All lines in the material below that hold "retry" should be found and copied.

-- MATERIAL FOR THIS EXERCISE follows --

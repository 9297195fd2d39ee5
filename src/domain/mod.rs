//! Domain layer: view records, ledger events, and the bonding curve.
//!
//! Everything here is pure data and pure functions. Persistence and
//! orchestration live in [`crate::store`] and [`crate::projection`].

pub mod bonding_curve;
pub mod event;
pub mod pair;
pub mod request;
pub mod swap;

pub use bonding_curve::BondingCurve;
pub use event::{
    DecodeError, EventEnvelope, EventKind, EventPosition, LedgerEvent, PairCreated,
    RequestResolved, RequestSubmitted, SwapExecuted,
};
pub use pair::{Pair, PairAccount, RequestConfig, SwapEffect};
pub use request::{AdRequest, RequestStatus, Transition};
pub use swap::Swap;
//! Data Transfer Objects for REST request/response serialization.
//!
//! Amounts and supplies are serialized as JSON strings to prevent
//! precision loss on 128-bit values.

pub mod common_dto;
pub mod event_dto;
pub mod pair_dto;
pub mod request_dto;
pub mod swap_dto;

pub use common_dto::*;
pub use event_dto::*;
pub use pair_dto::*;
pub use request_dto::*;
pub use swap_dto::*;
//! Delivery pipeline between the event source and the projection engine.
//!
//! ```text
//! mpsc<EventEnvelope> ─▶ ReorderBuffer ─▶ ProjectionEngine::dispatch
//!                                             │
//!                         ┌───── Defer ───────┤
//!                         ▼                   ├── Backoff (inline retry)
//!                   DeferredQueue             └── Never ─▶ DeadLetterLog
//! ```

pub mod dead_letter;
pub mod projector;
pub mod reorder;
pub mod retry;

pub use dead_letter::{DeadLetter, DeadLetterLog};
pub use projector::{Projector, ProjectorSettings, ProjectorStats};
pub use reorder::ReorderBuffer;
pub use retry::{DeferredQueue, Parked, RetryPolicy};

-- MATERIAL FOR THIS EXERCISE concluded --

▶ [TASK OUTPUT]:
//!                         ▼                   ├── Backoff (inline retry)
pub mod retry;
pub use retry::{DeferredQueue, Parked, RetryPolicy};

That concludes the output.